Re: virtual fn, destructor
On Dec 15, 10:31 pm, Paavo Helde <pa...@nospam.please.ee> wrote:
James Kanze <james.ka...@gmail.com> kirjutas:
It's not pessimism, it's design. A class can't be
everything to everyone; it can only be what it was designed
for. If I design an interface Socket, for example, it can't
really be used to implement a window in a GUI system.
It's curious that you chose these exact example classes.
Just the first random idea that came to my mind.
Namely, the MFC library CSocket class is implemented by an
invisible top-level window in the Windows GUI system. So it
seems a window could actually be used for implementing a
socket! (To be honest, not very well, this can easily cause a
lot of problems, like PDF documents not opening any more, or
other random applications getting blocked. I learned this in
the hard way by debugging someone else's code, and I am
allergic to the word CSocket since then.)

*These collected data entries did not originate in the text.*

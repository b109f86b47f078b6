//! Tests for the quote-aware line tokenizer

use crate::app::services::csv_import::line_parser::{clean_value, parse_line};

#[test]
fn test_plain_semicolon_split() {
    assert_eq!(parse_line("a;b;c", ';'), vec!["a", "b", "c"]);
}

#[test]
fn test_quoted_field_keeps_embedded_delimiter() {
    assert_eq!(parse_line("\"a;b\";c", ';'), vec!["a;b", "c"]);
}

#[test]
fn test_every_field_quoted() {
    // The planner export wraps every field individually in quotes
    assert_eq!(
        parse_line("\" -3\";\"     602\";\"+\";\"165   \"", ';'),
        vec![" -3", "     602", "+", "165   "]
    );
}

#[test]
fn test_empty_fields() {
    assert_eq!(parse_line("a;;c", ';'), vec!["a", "", "c"]);
    assert_eq!(parse_line(";;", ';'), vec!["", "", ""]);
}

#[test]
fn test_trailing_delimiter_yields_empty_final_field() {
    assert_eq!(parse_line("a;b;", ';'), vec!["a", "b", ""]);
}

#[test]
fn test_single_field_line() {
    assert_eq!(parse_line("only", ';'), vec!["only"]);
}

#[test]
fn test_empty_line_yields_one_empty_field() {
    assert_eq!(parse_line("", ';'), vec![""]);
}

#[test]
fn test_alternative_delimiter() {
    assert_eq!(parse_line("a,b,\"c,d\"", ','), vec!["a", "b", "c,d"]);
}

#[test]
fn test_quotes_do_not_nest_or_escape() {
    // No escaping in the source format: quotes just toggle
    assert_eq!(parse_line("\"a\"\"b\";c", ';'), vec!["ab", "c"]);
}

#[test]
fn test_clean_value_strips_padding_and_quotes() {
    assert_eq!(clean_value("  \"  602 \"  "), "602");
    assert_eq!(clean_value("\"165   \""), "165");
    assert_eq!(clean_value("   plain   "), "plain");
}

#[test]
fn test_clean_value_keeps_asymmetric_quote() {
    assert_eq!(clean_value("\"open"), "\"open");
}

#[test]
fn test_clean_value_empty() {
    assert_eq!(clean_value(""), "");
    assert_eq!(clean_value("\"\""), "");
    assert_eq!(clean_value("   "), "");
}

In other words, the base class of CSocket makes guarantees that
CSocket can't maintain. A major design error, if this is really
the case. (I know nothing of MFC, so I can't really judge, but
the online documentation says that CSocket derives from
CAsynSocket, which derives from CObject. Which seems reasonable
*IF* you can trust the names; obviously, if CObject guaranteed
that all CObject's can open a PDF document, then CSocket fails.)